* _Problem details_
Search the data below for the string "reported" and copy all lines where it shows up.

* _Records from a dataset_

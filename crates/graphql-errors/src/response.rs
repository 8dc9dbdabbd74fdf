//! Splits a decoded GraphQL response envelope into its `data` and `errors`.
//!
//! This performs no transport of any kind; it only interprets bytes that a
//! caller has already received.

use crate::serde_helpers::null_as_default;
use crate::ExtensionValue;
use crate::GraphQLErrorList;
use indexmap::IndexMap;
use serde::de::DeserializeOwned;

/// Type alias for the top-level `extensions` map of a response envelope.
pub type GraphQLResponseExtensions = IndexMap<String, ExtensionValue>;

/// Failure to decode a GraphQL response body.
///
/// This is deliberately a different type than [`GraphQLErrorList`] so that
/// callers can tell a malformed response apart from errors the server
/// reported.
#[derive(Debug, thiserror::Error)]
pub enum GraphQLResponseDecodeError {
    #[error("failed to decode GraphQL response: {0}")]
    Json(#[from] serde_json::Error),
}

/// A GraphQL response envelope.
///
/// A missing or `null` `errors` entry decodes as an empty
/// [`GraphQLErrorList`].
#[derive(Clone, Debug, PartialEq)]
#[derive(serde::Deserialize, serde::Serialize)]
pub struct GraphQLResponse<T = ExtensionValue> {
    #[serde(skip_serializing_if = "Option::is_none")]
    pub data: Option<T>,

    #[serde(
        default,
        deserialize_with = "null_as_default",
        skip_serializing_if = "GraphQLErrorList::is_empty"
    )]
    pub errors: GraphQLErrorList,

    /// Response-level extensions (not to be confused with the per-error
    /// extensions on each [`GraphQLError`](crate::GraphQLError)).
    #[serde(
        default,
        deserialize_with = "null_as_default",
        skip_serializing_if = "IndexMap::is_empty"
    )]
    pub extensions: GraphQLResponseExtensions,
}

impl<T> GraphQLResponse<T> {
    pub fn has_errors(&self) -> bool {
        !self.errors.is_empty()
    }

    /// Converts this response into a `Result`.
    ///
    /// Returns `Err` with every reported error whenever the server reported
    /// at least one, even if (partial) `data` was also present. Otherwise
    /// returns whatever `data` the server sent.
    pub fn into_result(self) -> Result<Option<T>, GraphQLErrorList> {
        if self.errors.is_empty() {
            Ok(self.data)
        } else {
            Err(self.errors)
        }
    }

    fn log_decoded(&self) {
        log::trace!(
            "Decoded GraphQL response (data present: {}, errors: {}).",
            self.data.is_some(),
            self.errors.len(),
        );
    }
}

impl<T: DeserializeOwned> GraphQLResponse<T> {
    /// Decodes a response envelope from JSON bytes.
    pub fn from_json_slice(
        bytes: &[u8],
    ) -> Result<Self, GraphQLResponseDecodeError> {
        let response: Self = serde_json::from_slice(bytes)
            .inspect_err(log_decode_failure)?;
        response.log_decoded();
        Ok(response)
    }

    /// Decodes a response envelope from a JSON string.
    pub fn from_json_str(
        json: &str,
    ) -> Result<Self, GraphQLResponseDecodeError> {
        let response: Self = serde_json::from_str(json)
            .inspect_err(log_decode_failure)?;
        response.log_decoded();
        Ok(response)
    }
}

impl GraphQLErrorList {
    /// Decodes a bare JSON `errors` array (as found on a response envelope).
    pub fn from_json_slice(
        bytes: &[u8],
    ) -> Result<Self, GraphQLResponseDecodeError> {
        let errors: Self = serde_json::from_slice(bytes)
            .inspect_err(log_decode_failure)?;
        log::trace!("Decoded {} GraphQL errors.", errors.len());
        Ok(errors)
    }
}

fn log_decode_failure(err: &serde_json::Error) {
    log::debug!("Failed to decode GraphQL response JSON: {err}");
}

* _Reply_
/// reported.
    /// Returns `Err` with every reported error whenever the server reported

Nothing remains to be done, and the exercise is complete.